BUFFALO, N.Y. (WIVB)–Buffalo lawmakers rolled out a measure of tax relief for older homeowners living in certain low income neighborhoods, especially seniors in the Fruit Belt.

The Common Council approved a tax exemption for seniors living in the Fruit Belt, and a few other targeted low income neighborhoods, Tuesday.

After years of neglect and deterioration, the Fruit Belt is going through a renaissance–property values are up, and the taxes would also spiral upward, without lawmakers’ intervention.

New people moving in who can afford higher rents and property taxes are threatening to displace longtime residents, but Council President Darius Pridgen said those are the true Buffalonians.

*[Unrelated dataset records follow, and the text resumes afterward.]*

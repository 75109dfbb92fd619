use std::{
    fs::{File, OpenOptions},
    io::{self, BufRead, BufReader, Write},
    path::Path,
    sync::Arc,
};

use parking_lot::Mutex;

/// Drop ANSI escape sequences so the log file stays plain text.
pub fn strip_ansi_escapes(s: &str) -> String {
    let mut result = String::with_capacity(s.len());
    let mut in_escape = false;
    for c in s.chars() {
        if c == '\x1b' {
            in_escape = true;
        } else if in_escape {
            if c.is_ascii_alphabetic() {
                in_escape = false;
            }
        } else {
            result.push(c);
        }
    }
    result
}

/// Appends to a file and trims the oldest lines once it grows past
/// `max_lines`.
#[derive(Clone)]
pub(crate) struct CircularFileWriter {
    path: String,
    max_lines: u32,
    lines_since_prune: Arc<Mutex<u32>>,
}

impl CircularFileWriter {
    pub fn new(path: String, max_lines: u32) -> Self {
        Self {
            path,
            max_lines: max_lines.max(1),
            lines_since_prune: Arc::new(Mutex::new(0)),
        }
    }

    /// Prune after roughly a tenth of the cap has been written, never more
    /// often than every 50 lines.
    fn prune_threshold(&self) -> u32 {
        (self.max_lines / 10).max(50)
    }

    fn prune(&self) -> io::Result<()> {
        if !Path::new(&self.path).exists() {
            return Ok(());
        }

        let reader = BufReader::new(File::open(&self.path)?);
        let lines: Vec<String> = reader.lines().collect::<Result<_, _>>()?;

        let cap = self.max_lines as usize;
        if lines.len() > cap {
            let mut file = File::create(&self.path)?;
            for line in &lines[lines.len() - cap..] {
                writeln!(file, "{}", line)?;
            }
        }
        Ok(())
    }
}

impl io::Write for CircularFileWriter {
    fn write(&mut self, buf: &[u8]) -> io::Result<usize> {
        let mut file = OpenOptions::new()
            .create(true)
            .append(true)
            .open(&self.path)?;
        file.write_all(buf)?;

        let mut pending = self.lines_since_prune.lock();
        *pending += buf.iter().filter(|&&b| b == b'\n').count() as u32;
        if *pending >= self.prune_threshold() {
            if let Err(e) = self.prune() {
                eprintln!("Failed to prune log file: {}", e);
            }
            *pending = 0;
        }

        Ok(buf.len())
    }

    fn flush(&mut self) -> io::Result<()> {
        Ok(())
    }
}

impl<'a> tracing_subscriber::fmt::MakeWriter<'a> for CircularFileWriter {
    type Writer = Self;

    fn make_writer(&'a self) -> Self::Writer {
        self.clone()
    }
}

“When many people were leaving out of Buffalo, they stayed in some really tough neighborhoods. We are trying to make sure that they are able to keep their homes.”

To keep those older homeowners in place, the Common Council passed an exemption holding property taxes at their present level prior to the citywide revaluation.

The tax relief measure applies to homeowners at least 65 years old, who have owned their homes for at least 25 years. But the exemption only applies to certain low income census tracts in the city.

Some councilmembers, however, got blowback in their districts that were not affected by the targeted exemptions.

North District Councilman Joe Golombek said there are older homeowners among his constituents who could use also use the exemption.

“I have people that live in the North District–Black Rock and Riverside–that probably would fit into this category.”

So the Council also passed a resolution expanding the senior tax exemption to the whole city, and calling on the state legislature to approve it.

All of the exemptions have to go through Albany. State lawmakers approved the targeted exemption earlier this year, which now only needs Mayor Byron Brown’s signature.

The citywide senior exemption has to be approved in Albany, then it would come back to the Council for a vote.